In this ongoing, multicenter, parallel-group, open-label, phase II trial, 315 patients with advanced NSCLC were assigned to at least one of eight targeted drugs based on biomarker profiles. A Bayesian adaptive design was used to screen responses in patients comprising 22 molecularly defined cohorts and to determine the ability to predict probability of success in each cohort. Relevant clinical outcomes for single agent therapy were median progression-free survival over 3 months or a greater than 30% objective response rate and/or durable clinical benefit rate at 24 weeks.
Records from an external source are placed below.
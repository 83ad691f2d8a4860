//! Terminal output sanitization for search results
//!
//! Conversation ids and titles come straight from the export and are printed by the `find`
//! command. They can carry ANSI escape sequences or raw control characters that would move
//! the cursor, recolour the terminal or break the one-line-per-hit layout.

const ESC: char = '\x1b';

/// Makes a user-controlled string safe to print on a single terminal line
///
/// - ANSI CSI sequences (`ESC [ ... letter`) and OSC sequences (`ESC ] ... BEL`) are removed
/// - line breaks, tabs and the Unicode line/paragraph separators become a single space
/// - any other control character is dropped
///
/// # Examples
///
/// ```
/// use conversation_splitter::utils::sanitize_for_terminal;
///
/// assert_eq!(sanitize_for_terminal("\x1b[31mRed\x1b[0m title"), "Red title");
/// assert_eq!(sanitize_for_terminal("two\nlines"), "two lines");
/// ```
pub fn sanitize_for_terminal(text: &str) -> String {
    let mut result = String::with_capacity(text.len());
    let mut chars = text.chars().peekable();

    while let Some(ch) = chars.next() {
        match ch {
            ESC => match chars.peek() {
                Some('[') => {
                    chars.next();
                    // CSI ends at the first byte in 0x40..=0x7E
                    for next in chars.by_ref() {
                        if ('\x40'..='\x7e').contains(&next) {
                            break;
                        }
                    }
                }
                Some(']') => {
                    chars.next();
                    // OSC ends at BEL or ST (ESC \)
                    while let Some(next) = chars.next() {
                        if next == '\x07' {
                            break;
                        }
                        if next == ESC && chars.peek() == Some(&'\\') {
                            chars.next();
                            break;
                        }
                    }
                }
                _ => {}
            },
            '\n' | '\r' | '\t' | '\u{2028}' | '\u{2029}' => {
                if !result.ends_with(' ') {
                    result.push(' ');
                }
            }
            c if c.is_control() => {}
            c => result.push(c),
        }
    }

    result
}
The median progression-free survival for patients with a KRAS mutation receiving palbociclib was 5.4 months; however, those with a KRAS mutation and loss of STK11 had a median progression-free survival of 2.71 months, with an estimated durable clinical benefit rate of 27% with no objective response. For patients with squamous and nonsquamous NSCLC with loss of CDKN2A, the median progression-free survival was 4.46 months and 3.19 months, respectively. The researchers estimated a greater than 99% objective response rate for crizotinib in patients with ROS1-gene fusions and MET exon 14 skipping mutation but a less than 1% probability of success for patients with MET amplification.
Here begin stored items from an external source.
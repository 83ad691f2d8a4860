use serde_json::Value;

use super::content::MessageContent;
use crate::error::{Result, SplitError};

/// One element of the export array
///
/// The decoded tree is kept whole so it can be written back out unchanged; only `id`,
/// `title` and `mapping` are interpreted, through the accessors below. Missing or oddly
/// typed fields read as absent instead of failing.
#[derive(Debug, Clone, PartialEq)]
pub struct Conversation {
    value: Value,
}

impl Conversation {
    pub fn from_value(value: Value) -> Self {
        Self { value }
    }

    pub fn as_value(&self) -> &Value {
        &self.value
    }

    pub fn into_value(self) -> Value {
        self.value
    }

    pub fn id(&self) -> Option<&str> {
        self.value.get("id").and_then(Value::as_str)
    }

    pub fn title(&self) -> Option<&str> {
        self.value.get("title").and_then(Value::as_str)
    }

    /// `id` as a CSV cell
    pub fn id_cell(&self) -> String {
        cell_text(self.value.get("id"))
    }

    /// `title` as a CSV cell
    pub fn title_cell(&self) -> String {
        cell_text(self.value.get("title"))
    }

    /// Messages of every node in `mapping`, in mapping order
    ///
    /// Nodes that are null or carry no message object are skipped.
    pub fn messages(&self) -> impl Iterator<Item = MessageView<'_>> {
        self.value
            .get("mapping")
            .and_then(Value::as_object)
            .into_iter()
            .flat_map(|mapping| mapping.values())
            .filter_map(|node| node.get("message"))
            .filter(|message| message.is_object())
            .map(|value| MessageView { value })
    }

    /// Compact, non-ASCII-escaped JSON text of the whole record
    pub fn to_json(&self) -> Result<String> {
        serde_json::to_string(&self.value).map_err(SplitError::Encode)
    }
}

/// Author role of a message
#[derive(Debug, Clone, Copy, PartialEq, Eq)]
pub enum Role {
    User,
    Assistant,
    /// Any other role (`system`, `tool`, ...) or no role at all
    Other,
}

impl Role {
    pub fn as_str(&self) -> &'static str {
        match self {
            Role::User => "user",
            Role::Assistant => "assistant",
            Role::Other => "other",
        }
    }

    /// Whether messages with this role are counted and exported
    pub fn is_conversational(&self) -> bool {
        matches!(self, Role::User | Role::Assistant)
    }
}

/// Borrowed view of one node's `message` object
#[derive(Debug, Clone, Copy)]
pub struct MessageView<'a> {
    value: &'a Value,
}

impl<'a> MessageView<'a> {
    pub fn role(&self) -> Role {
        match self.value.get("author").and_then(|a| a.get("role")).and_then(Value::as_str) {
            Some("user") => Role::User,
            Some("assistant") => Role::Assistant,
            _ => Role::Other,
        }
    }

    /// `create_time` when it is a JSON number
    pub fn create_time(&self) -> Option<f64> {
        self.value.get("create_time").and_then(Value::as_f64)
    }

    pub fn content(&self) -> MessageContent<'a> {
        MessageContent::from_value(self.value.get("content"))
    }
}

/// Renders an optional JSON value as a CSV cell: strings verbatim, null or absent as empty,
/// anything else as compact JSON
pub fn cell_text(value: Option<&Value>) -> String {
    match value {
        None | Some(Value::Null) => String::new(),
        Some(Value::String(s)) => s.clone(),
        Some(other) => other.to_string(),
    }
}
For the four cohorts who received the AKT inhibitor capivasertib (including those with PIK3CA amplifications), the predicted durable clinical benefit rate was less than 15% for all arms. Recruitment of patients with a single LKB1 mutation to the mTOR inhibitor vistusertib arm was halted at interim analysis, but it continues for patients with an LKB1/KRAS double mutation. The responses to the MEK inhibitor selumetinib plus docetaxel in the treatment of adenocarcinomas with mutated NF1 also warrant further study.
Disclosure: The study authors’ disclosure information may be found at wclc2019.iaslc.org.